- _WHAT THE TASK ASKS_
Wherever the string "crate" appears in the records, return the line that holds it.

== Segment start ==

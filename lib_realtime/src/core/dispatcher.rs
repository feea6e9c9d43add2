//! # Event Dispatcher
//!
//! Classifies inbound frames from the event stream and normalizes the eight
//! notification events into [`Notification`] records, stamping
//! `received_at` at dispatch time.
//!
//! Payloads are not validated beyond what is needed to read them. A frame
//! that cannot be read is logged and ignored; it never tears down the
//! connection.

use chrono::Utc;
use serde::de::Error as _;
use serde::{Deserialize, Deserializer};
use serde_json::Value;

use crate::core::notification::{Notification, NotificationKind};
use crate::core::protocol::{WireFrame, AUTHENTICATED_EVENT};

/// What an inbound frame turned out to be.
#[derive(Debug, Clone, PartialEq)]
pub enum Inbound {
    Notification(Notification),
    /// The server acknowledged the handshake; the payload is opaque.
    Authenticated(Value),
    Ignored,
}

/// Raw notification body as pushed by the server.
#[derive(Debug, Default, Deserialize)]
#[serde(rename_all = "camelCase")]
struct RawPayload {
    #[serde(default)]
    message: String,
    project_title: Option<String>,
    expert_name: Option<String>,
    institution_name: Option<String>,
    status: Option<String>,
    #[serde(default, deserialize_with = "string_or_number")]
    project_id: Option<String>,
}

/// Accepts `"projectId": "p-1"` as well as `"projectId": 17`.
fn string_or_number<'de, D>(deserializer: D) -> Result<Option<String>, D::Error>
where
    D: Deserializer<'de>,
{
    match Option::<Value>::deserialize(deserializer)? {
        None | Some(Value::Null) => Ok(None),
        Some(Value::String(s)) => Ok(Some(s)),
        Some(Value::Number(n)) => Ok(Some(n.to_string())),
        Some(other) => Err(D::Error::custom(format!("unexpected projectId value {}", other))),
    }
}

pub struct EventDispatcher;

impl EventDispatcher {
    /// Parses a text frame and classifies it.
    pub fn decode_text(text: &str) -> Inbound {
        match WireFrame::decode(text) {
            Ok(frame) => Self::classify(frame),
            Err(e) => {
                log::warn!("Ignoring unreadable frame ({}): {}", e, text);
                Inbound::Ignored
            }
        }
    }

    pub fn classify(frame: WireFrame) -> Inbound {
        if frame.event == AUTHENTICATED_EVENT {
            log::debug!("Handshake acknowledged: {}", frame.data);
            return Inbound::Authenticated(frame.data);
        }

        let Some(kind) = NotificationKind::from_event_name(&frame.event) else {
            log::debug!("Ignoring unrecognized event '{}'", frame.event);
            return Inbound::Ignored;
        };

        match RawPayload::deserialize(&frame.data) {
            Ok(raw) => Inbound::Notification(Self::normalize(kind, raw)),
            Err(e) => {
                log::warn!("Ignoring malformed '{}' payload: {}", frame.event, e);
                Inbound::Ignored
            }
        }
    }

    /// Keeps only the contextual fields each kind carries.
    fn normalize(kind: NotificationKind, raw: RawPayload) -> Notification {
        let mut notification = Notification::new(kind, raw.message);
        notification.project_title = raw.project_title;

        match kind {
            NotificationKind::NewApplication => {
                notification.expert_name = raw.expert_name;
            }
            NotificationKind::ApplicationStatusChanged => {
                notification.project_id = raw.project_id;
                notification.status = raw.status;
            }
            NotificationKind::BookingCreated => {
                notification.institution_name = raw.institution_name;
                notification.project_id = raw.project_id;
            }
            NotificationKind::BookingUpdated => {}
            NotificationKind::NewProjectAvailable => {
                notification.institution_name = raw.institution_name;
            }
            NotificationKind::ExpertSelectedWithBooking
            | NotificationKind::ExpertInterestShown
            | NotificationKind::MovedToInterview => {
                notification.project_id = raw.project_id;
            }
        }

        notification.received_at = Utc::now();
        notification
    }
}

#[cfg(test)]
mod tests {
    use super::*;
    use serde_json::json;

    fn notification(frame: Value) -> Notification {
        match EventDispatcher::decode_text(&frame.to_string()) {
            Inbound::Notification(n) => n,
            other => panic!("expected a notification, got {:?}", other),
        }
    }

    #[test]
    fn booking_created_keeps_institution_and_project() {
        let before = Utc::now();
        let n = notification(json!({
            "event": "booking_created",
            "data": {
                "message": "You have been booked",
                "projectTitle": "Soil survey",
                "institutionName": "North Campus",
                "projectId": 17,
                "expertName": "not carried by this kind"
            }
        }));
        assert_eq!(n.kind, NotificationKind::BookingCreated);
        assert_eq!(n.message, "You have been booked");
        assert_eq!(n.project_title.as_deref(), Some("Soil survey"));
        assert_eq!(n.institution_name.as_deref(), Some("North Campus"));
        assert_eq!(n.project_id.as_deref(), Some("17"));
        assert_eq!(n.expert_name, None);
        assert!(n.received_at >= before);
    }

    #[test]
    fn status_change_carries_status_and_string_id() {
        let n = notification(json!({
            "event": "application_status_changed",
            "data": {"message": "m", "projectTitle": "t", "projectId": "p-9", "status": "accepted"}
        }));
        assert_eq!(n.status.as_deref(), Some("accepted"));
        assert_eq!(n.project_id.as_deref(), Some("p-9"));
    }

    #[test]
    fn booking_updated_carries_only_the_title() {
        let n = notification(json!({
            "event": "booking_updated",
            "data": {"message": "m", "projectTitle": "t", "projectId": 3, "status": "x"}
        }));
        assert_eq!(n.project_title.as_deref(), Some("t"));
        assert_eq!(n.project_id, None);
        assert_eq!(n.status, None);
    }

    #[test]
    fn authenticated_ack_is_surfaced_opaquely() {
        let inbound = EventDispatcher::decode_text(r#"{"event":"authenticated","data":{"ok":true}}"#);
        assert_eq!(inbound, Inbound::Authenticated(json!({"ok": true})));
    }

    #[test]
    fn malformed_input_fails_soft() {
        assert_eq!(EventDispatcher::decode_text("not json"), Inbound::Ignored);
        assert_eq!(
            EventDispatcher::decode_text(r#"{"event":"new_application","data":"just a string"}"#),
            Inbound::Ignored
        );
        assert_eq!(
            EventDispatcher::decode_text(r#"{"event":"moved_to_interview","data":{"message":"m","projectId":[1]}}"#),
            Inbound::Ignored
        );
        assert_eq!(
            EventDispatcher::decode_text(r#"{"event":"something_else","data":{}}"#),
            Inbound::Ignored
        );
    }
}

== Segment end ==

- _RESULT_
use crate::core::notification::{Notification, NotificationKind};
use crate::core::protocol::{WireFrame, AUTHENTICATED_EVENT};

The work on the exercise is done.